Thursday, July 14, 2011

When was the world created?



I have always been afraid to post about this topic on my blog, because I am afraid of getting in trouble with a lot of Christians I know for believing something different to them. It's not a major doctrinal point in my opinion. But recently I noticed a fellow blogger post on it, so I got some courage up. He's even quite a conservative evangelical (the kind I am afraid of getting in trouble with), so what the heck?

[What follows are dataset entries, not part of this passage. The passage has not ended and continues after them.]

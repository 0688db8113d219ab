#![warn(missing_docs)]

//! # `letterboxed`
//!
//! A solver for [Letter Boxed](https://www.nytimes.com/puzzles/letter-boxed), the New York Times word puzzle.
//! Letters sit on the edges of a square; words are spelled without using two letters of the same edge in a row, and
//! each word must begin with the last letter of the word before it. The goal is a short chain of words using every
//! letter.
//!
//! Begin by describing the box with a [`BoxConfiguration`] and handing it, along with a vocabulary, to a
//! [`SolverBuilder`]. Build a [`Solver`], then call [`solve_bfs()`](Solver::solve_bfs) or [`solve()`](Solver::solve)
//! for a [`SolveReport`] holding every unique chain found.
//!
//! # Internals
//! The vocabulary is first filtered down to the words playable on the box (see [`validator`]).
//! Each valid word becomes a vertex of a directed graph G, with an edge from A to B whenever B begins with the last
//! letter of A.
//! Letters are interned into a per-puzzle [`Alphabet`] so that the letters used by a chain fit in one machine word,
//! a [`LetterSet`].
//!
//! Searching from each start word in turn, a state is a word paired with the letters used to reach it.
//! A successor is only followed if it contributes a letter not yet used; this bounds every chain by the number of
//! letters and rules out cycles.
//! A state whose letters equal the target set ends a solution.
//!
//! Both strategies are one engine (see [`search`]) parameterised by a frontier and a visited policy:
//! 1. Breadth-first search uses a FIFO queue and one visited set for the whole search from a start word, so the first
//! chain reaching any state is a shortest one.
//! 2. Depth-first search uses a LIFO stack and a visited set per branch, so sibling branches may revisit a state and
//! more distinct chains are found.
//!
//! Solutions from every start word are merged by a [`SolutionAggregator`], which discards chains whose fingerprint
//! has been seen before. Resource [`Limits`] bound each search and the session as a whole, and anything that cuts a
//! search short is reported to a [`SearchObserver`] rather than failing the solve.

pub use aggregate::{aggregate, Fingerprint, FingerprintMode, Offer, SolutionAggregator};
pub use board::{BoxConfiguration, BoxEdge};
pub use builder::{BuilderInvalidReason, SolverBuilder};
pub use chain::{rank_solutions, Chain};
pub use error::{BranchFault, SolverError};
pub use graph::{WordGraph, WordId};
pub use letters::{Alphabet, LetterSet};
pub use observer::{NullObserver, SearchEvent, SearchObserver, TracingObserver};
pub use search::{Ceiling, Limits, SearchOutcome, Strategy};
pub use solver::{CoverageTarget, Diagnostics, SolveReport, Solver, SolverConfig, WordOrder};
pub use spelling_bee::SpellingBee;
pub use validator::{clean_word, filter_valid_words, is_valid};
pub use vocabulary::{parse_word_list, read_word_list};

/// Merging and deduplicating solutions.
pub mod aggregate;
/// Box edges and configurations.
pub mod board;
/// Builders to create [`Solver`]s.
pub mod builder;
pub(crate) mod chain;
pub(crate) mod error;
/// The transition graph over valid words.
pub mod graph;
/// Per-puzzle letter interning and letter sets.
pub mod letters;
/// Progress events raised while solving.
pub mod observer;
/// The search engine shared by both strategies, and its resource limits.
pub mod search;
pub(crate) mod solver;
/// A scorer for the Spelling Bee puzzle, played with the same word lists.
pub mod spelling_bee;
mod tests;
/// Which words may be played on a box.
pub mod validator;
/// Word list loading.
pub mod vocabulary;
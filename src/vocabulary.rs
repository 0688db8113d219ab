use std::fs::File;
use std::io::{BufRead, BufReader};
use std::path::Path;

use crate::error::SolverError;

/// Read a word list with one word per line, such as the `2of12` lists from 12dicts.
pub fn read_word_list(path: impl AsRef<Path>) -> Result<Vec<String>, SolverError> {
    let file = File::open(path.as_ref())?;
    let words = parse_word_list(BufReader::new(file))?;
    tracing::debug!(path = %path.as_ref().display(), words = words.len(), "read word list");
    Ok(words)
}

/// Parse one word per line, trimmed and upper-cased. Blank lines are skipped.
pub fn parse_word_list(reader: impl BufRead) -> Result<Vec<String>, SolverError> {
    let mut words = Vec::new();
    for line in reader.lines() {
        let line = line?;
        let word = line.trim();
        if !word.is_empty() {
            words.push(word.to_uppercase());
        }
    }

    Ok(words)
}

#[cfg(test)]
mod tests {
    use std::io::Cursor;

    use crate::error::SolverError;

    use super::{parse_word_list, read_word_list};

    #[test]
    fn parses_lines() {
        let words = parse_word_list(Cursor::new("apple\n  banana \n\ncherry\n")).unwrap();
        assert_eq!(words, vec!["APPLE", "BANANA", "CHERRY"]);
    }

    #[test]
    fn reads_files() {
        let path = std::env::temp_dir().join(format!("letterboxed-words-{}.txt", std::process::id()));
        std::fs::write(&path, "ace\negb\n").unwrap();
        let words = read_word_list(&path);
        std::fs::remove_file(&path).unwrap();
        assert_eq!(words.unwrap(), vec!["ACE", "EGB"]);
    }

    #[test]
    fn missing_file_is_an_io_error() {
        let result = read_word_list("/definitely/not/a/word/list.txt");
        assert!(matches!(result, Err(SolverError::Io(_))));
    }
}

Here's what I had to post on his blog. I wonder if anyone will bother to respond to my thoughts, I'd love to start a discussion on it:


I am tired of people saying that they read Geneis "literally". It is not a literal text, it is in an oral text. As such it is full of oral devices and ancient oral world view. For us to force our literal world view upon an oral text is very bad analysis of a text indeed.
We can be guaranteed that when the stories of creation were composed the date of creation was not in the slightest bit part of the topic.

In our oral telling of these stories to some Sakha people here in Siberia, we actually started with the creation story of the garden, Adam and Eve. We then moved on to the next story in the garden, when they disobeyed and ate the fruit of knowledge of good and evil. Later we went back to the creation song in Genesis 1, where "everything God made was good." It was quite a surprise to our friends that everything was good, as the world we live in is not good at all. They found the second two stories easier to understand.

By the time we got round to the creation song about everything being good, they were ready to interact with this, as the other two stories had made sense to them. This is certainly what Genesis 1 is all about, contrasting the good and perfect Creator God from all the evil gods in the world around. (Not about when the universe was created.)
(Qualifier, "oral" still means true, just a different filter, a different part of the brain, a different way of viewing and describing the world.)